Emine Erdoğan Esad'a patladı
Abone olBaşbakan Erdoğan'ın eşi Emine Erdoğan, Suriye'nin Banyas kentinde sivillere yönelik saldırıyı kınadı.
Emine Erdoğan, Suriye yönetimine "İnşallah insalıktan
nasibini almayan yaratıklar bir an önce cezalarını
bulurlar" sözleriyle tepki gösterdi.
Aile ve Sosyal Politikalar Bakanlığı’nın himayelerinde yapılan "Gönül Elçileri" projesi kapsamında, Muradiye Kültür Vakfı’nın düzenlediği "Koruyucu Aile Tanıtım Programı" Ankara Rixos Otel’de gerçekleştirildi.

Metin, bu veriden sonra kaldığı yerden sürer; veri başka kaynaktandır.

//! Board rooms: who is connected to which board.
//!
//! Each WebSocket connection joins the room of the board it opened. A user
//! may hold several connections to the same board (tabs, reconnects racing
//! the old socket); presence is tracked per user, so `presence.joined` is
//! only announced for a user's first connection and `presence.left` only
//! for their last.

use std::collections::HashMap;
use std::sync::atomic::{AtomicU64, Ordering};

use axum::extract::ws::Message;
use syncboard_proto::codec;
use syncboard_proto::event::{Cursor, ServerEvent};
use syncboard_proto::model::{BoardId, User, UserId};
use tokio::sync::{RwLock, mpsc};

/// Identifies one WebSocket connection.
pub type ConnectionId = u64;

struct Member {
    connection: ConnectionId,
    user: User,
    sender: mpsc::UnboundedSender<Message>,
}

/// Result of joining a room.
#[derive(Debug)]
pub struct Joined {
    /// The new connection's id.
    pub connection: ConnectionId,
    /// Other users already present, one entry per user.
    pub present: Vec<User>,
    /// `true` if the user had no other connection to this board.
    pub first_for_user: bool,
}

/// Result of leaving a room.
#[derive(Debug, PartialEq, Eq)]
pub struct Left {
    /// The user that owned the connection.
    pub user_id: UserId,
    /// `true` if that was the user's last connection to this board.
    pub last_for_user: bool,
}

/// In-memory directory of board rooms.
#[derive(Default)]
pub struct RoomRegistry {
    rooms: RwLock<HashMap<BoardId, Vec<Member>>>,
    next_connection: AtomicU64,
}

impl RoomRegistry {
    /// Creates an empty registry.
    #[must_use]
    pub fn new() -> Self {
        Self::default()
    }

    /// Adds a connection to the board's room.
    pub async fn join(
        &self,
        board_id: &BoardId,
        user: User,
        sender: mpsc::UnboundedSender<Message>,
    ) -> Joined {
        let connection = self.next_connection.fetch_add(1, Ordering::Relaxed) + 1;
        let mut rooms = self.rooms.write().await;
        let members = rooms.entry(board_id.clone()).or_default();

        let mut present: Vec<User> = Vec::new();
        for member in members.iter() {
            if member.user.id != user.id && !present.iter().any(|u| u.id == member.user.id) {
                present.push(member.user.clone());
            }
        }
        let first_for_user = !members.iter().any(|member| member.user.id == user.id);

        members.push(Member {
            connection,
            user,
            sender,
        });
        drop(rooms);

        Joined {
            connection,
            present,
            first_for_user,
        }
    }

    /// Removes a connection. Returns `None` if it was not registered.
    pub async fn leave(&self, board_id: &BoardId, connection: ConnectionId) -> Option<Left> {
        let mut rooms = self.rooms.write().await;
        let members = rooms.get_mut(board_id)?;
        let index = members
            .iter()
            .position(|member| member.connection == connection)?;
        let member = members.remove(index);
        let last_for_user = !members
            .iter()
            .any(|other| other.user.id == member.user.id);
        if members.is_empty() {
            rooms.remove(board_id);
        }
        drop(rooms);

        Some(Left {
            user_id: member.user.id,
            last_for_user,
        })
    }

    /// Number of connections in the board's room.
    pub async fn connection_count(&self, board_id: &BoardId) -> usize {
        self.rooms.read().await.get(board_id).map_or(0, Vec::len)
    }

    /// Sends `event` to every connection in the room except `except`.
    ///
    /// Returns how many connections the event was queued for.
    pub async fn broadcast(
        &self,
        board_id: &BoardId,
        event: &ServerEvent,
        except: Option<ConnectionId>,
    ) -> usize {
        let text = match codec::encode_event(event) {
            Ok(text) => text,
            Err(e) => {
                tracing::error!(error = %e, "failed to encode event for broadcast");
                return 0;
            }
        };

        let rooms = self.rooms.read().await;
        let Some(members) = rooms.get(board_id) else {
            return 0;
        };
        let mut delivered = 0;
        for member in members {
            if Some(member.connection) == except {
                continue;
            }
            if member
                .sender
                .send(Message::Text(text.clone().into()))
                .is_ok()
            {
                delivered += 1;
            }
        }
        drop(rooms);

        tracing::debug!(
            board_id = %board_id,
            event_type = %event.event_type(),
            delivered,
            "event broadcast"
        );
        delivered
    }

    /// Sends `event` to a single connection in the room.
    pub async fn send_to(
        &self,
        board_id: &BoardId,
        connection: ConnectionId,
        event: &ServerEvent,
    ) -> bool {
        let rooms = self.rooms.read().await;
        rooms
            .get(board_id)
            .and_then(|members| members.iter().find(|m| m.connection == connection))
            .is_some_and(|member| send_event(&member.sender, event))
    }

    /// Builds the cursor a connection's user just reported.
    pub async fn cursor(
        &self,
        board_id: &BoardId,
        connection: ConnectionId,
        x: f64,
        y: f64,
    ) -> Option<Cursor> {
        let rooms = self.rooms.read().await;
        let member = rooms
            .get(board_id)?
            .iter()
            .find(|member| member.connection == connection)?;
        Some(Cursor {
            user_id: member.user.id.clone(),
            x,
            y,
        })
    }

    /// Sends a Close frame to every connection in every room.
    pub async fn close_all(&self) {
        let rooms = self.rooms.read().await;
        for (board_id, members) in rooms.iter() {
            for member in members {
                tracing::info!(
                    board_id = %board_id,
                    user_id = %member.user.id,
                    "sending close frame"
                );
                let _ = member.sender.send(Message::Close(None));
            }
        }
    }
}

/// Sends one event directly on a connection's channel.
pub fn send_event(sender: &mpsc::UnboundedSender<Message>, event: &ServerEvent) -> bool {
    match codec::encode_event(event) {
        Ok(text) => sender.send(Message::Text(text.into())).is_ok(),
        Err(e) => {
            tracing::error!(error = %e, "failed to encode event");
            false
        }
    }
}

Yoğun katılımın olduğu program öncesi Sirkeli Şeyh Edebali
Yatılı Kız Kur’an Kursu’nda öğrenim gören işitme ve görme engelli
öğrenciler ezgi ve ilahiler söyledi. İşaret dili ile ilahi söyleyen
işitme ve görme engelli koro Emine Erdoğan’ın hüzünlendirdi.
Öğrencilere, salonda bulunan aileleri de işaret diliyle eşlik etti.

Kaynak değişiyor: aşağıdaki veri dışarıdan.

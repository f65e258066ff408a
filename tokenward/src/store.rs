//! Encrypted, per-record atomic storage of token records

use std::{error, fmt, sync::Arc};

use thiserror::Error;
use tokenward_clock::{Clock, DurationSecs, System, UnixTime};

use crate::{
    backends::{BackendError, RecordBackend},
    crypto::{CryptoError, SealedSecret, TokenCipher},
    record::{
        ExtendedSession, ExtraFieldError, ExtraFields, RecordKey, StoredRecord, TokenFields,
        TokenRecord, DEFAULT_TOKEN_TYPE,
    },
    session::{ExtendedSessionPolicy, SessionCommand, SessionOutcome},
    AccessToken, ProviderIdRef, RefreshToken, RefreshTokenRef, SubjectIdRef,
};

/// An error from the token store
#[derive(Debug, Error)]
pub enum StoreError {
    /// The persistence backend failed
    #[error(transparent)]
    Backend(#[from] BackendError),
    /// A credential could not be sealed or opened
    #[error("credential encryption failed")]
    Crypto(#[from] CryptoError),
    /// A new record was missing a required field
    #[error("cannot create a token record without `{0}`")]
    IncompleteRecord(&'static str),
    /// A new record would already be expired
    #[error("token expiry {expires_at} must be after creation time {created_at}")]
    InvalidExpiry {
        /// The requested expiry
        expires_at: UnixTime,
        /// The creation time
        created_at: UnixTime,
    },
    /// The extension map rejected the supplied fields
    #[error("invalid extra fields")]
    Extra(#[from] ExtraFieldError),
}

impl StoreError {
    fn from_backend(err: BackendError) -> Self {
        match err {
            BackendError::Rejected(inner) => match inner.downcast::<StoreError>() {
                Ok(err) => *err,
                Err(other) => Self::Backend(BackendError::Rejected(other)),
            },
            other => Self::Backend(other),
        }
    }
}

#[derive(Clone, Copy)]
enum Field {
    Access,
    Refresh,
}

impl fmt::Display for Field {
    fn fmt(&self, f: &mut fmt::Formatter) -> fmt::Result {
        f.write_str(match self {
            Self::Access => "access",
            Self::Refresh => "refresh",
        })
    }
}

/// CRUD over token records, with credentials sealed at rest
///
/// Every mutation goes through a single atomic backend edit, so a
/// background refresh and a consumer action on the same record never
/// interleave partially. Records handed out are decrypted snapshots.
pub struct TokenStore<C = System> {
    backend: Arc<dyn RecordBackend>,
    cipher: Arc<TokenCipher>,
    clock: C,
    sessions: ExtendedSessionPolicy,
}

impl<C> fmt::Debug for TokenStore<C> {
    fn fmt(&self, f: &mut fmt::Formatter) -> fmt::Result {
        f.debug_struct("TokenStore")
            .field("cipher", &self.cipher)
            .finish_non_exhaustive()
    }
}

impl TokenStore {
    /// Constructs a new token store using the system clock
    pub fn new(backend: Arc<dyn RecordBackend>, cipher: Arc<TokenCipher>) -> Self {
        Self::with_clock(backend, cipher, System)
    }
}
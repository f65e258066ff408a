//! Utilities for adding a bit of jitter to reduce stampeding
//!
//! When several processes poll the same identity provider on the same
//! interval, jittering each scheduler's sleep keeps their checks from lining
//! up. Jitter only ever shortens a sleep, so it can never push a refresh past
//! its window.

use std::{fmt, time::Duration};

/// A type that provides some jittering of a delay
pub trait JitterSource: Send + Sync {
    /// Jitters a given delay, returning a value no longer than `delay`
    fn jitter(&self, delay: Duration) -> Duration;
}

/// A jitter source that does not do any jittering of time
#[derive(Debug, Default, Clone, Copy)]
pub struct NullJitter;

impl JitterSource for NullJitter {
    #[inline]
    fn jitter(&self, delay: Duration) -> Duration {
        delay
    }
}

impl fmt::Debug for dyn JitterSource {
    fn fmt(&self, f: &mut fmt::Formatter) -> fmt::Result {
        f.write_str("JitterSource")
    }
}

#[cfg(feature = "rand")]
mod random {
    use std::time::Duration;

    use rand::Rng;

    /// Jitters a delay earlier by a random amount
    ///
    /// Delays jittered by this type will have a value with a uniform distribution
    /// in the interval `(delay - max_jitter, delay]`, floored at zero.
    #[derive(Debug, Clone, Copy)]
    pub struct RandomEarlyJitter {
        max_jitter: Duration,
    }

    impl RandomEarlyJitter {
        /// Constructs a new instance that will jitter delays early up to `max_jitter`.
        pub fn new(max_jitter: Duration) -> Self {
            Self { max_jitter }
        }
    }

    impl super::JitterSource for RandomEarlyJitter {
        fn jitter(&self, delay: Duration) -> Duration {
            let max_millis = self.max_jitter.as_millis() as u64;
            if max_millis == 0 {
                return delay;
            }

            let jitter = rand::thread_rng().gen_range(0..max_millis);
            delay.saturating_sub(Duration::from_millis(jitter))
        }
    }

}

#[cfg(feature = "rand")]
pub use random::RandomEarlyJitter;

Program, 13 yaşındaki minik hafız Bilal Taha Yalçın’ın Kur’an-ı
Kerim tilavetiyle devam etti. 7. sınıf öğrencisi Yalçın, Emine
Erdoğan’ın yanına gelerek elini öptü. Erdoğan ise Yalçın’a içinde
çeşitli hediyeler bulunan bir çanta verdi.
EMİNE ERDOĞAN: "BİZİM MEDENİYETİMİZDE KİMİ KİMSESİ OLMAYAN
KADERİNE TERK EDİLMEZ"
Programda konuşan Emine Erdoğan, "Korunmaya, bakıma, şefkate,
ilgiye muhtaç çocuklarımızın her birinin sıcak yuvalarına
kavuşmasını temenni ediyor. Bu hayırlı faaliyetlerin artarak devam
etmesini diliyorum" diyerek sözlerine başladı. 6-12 Mayıs
tarihlerinin aynı zamanda Vakıf Haftası olarak kutlandığını
hatırlatan Erdoğan, "Bizler öksüzü, yetimi, muhtacı, evsizi,
yoksulu, koruyup kollayan, onları onurlarıyla oynamadan, insanlık
gururlarına halel getirmeden yedirip içiren, giydiren bir
medeniyetin temsilcileriyiz. Bizim medeniyetimizde kimi kimsesi
olmayan, bakıma muhtaç hiçbir birey kendi başına bırakılmaz, kendi
kaderine terk edilmezdi. Kadim geleneğimizde Osmanlı kurulan
vakıflardan yalnızca çeşmeler, yollar, medreseler yapılmaz,
sıkıntıya düşmüş herkesin elinden tutulurdu" şeklinde konuştu.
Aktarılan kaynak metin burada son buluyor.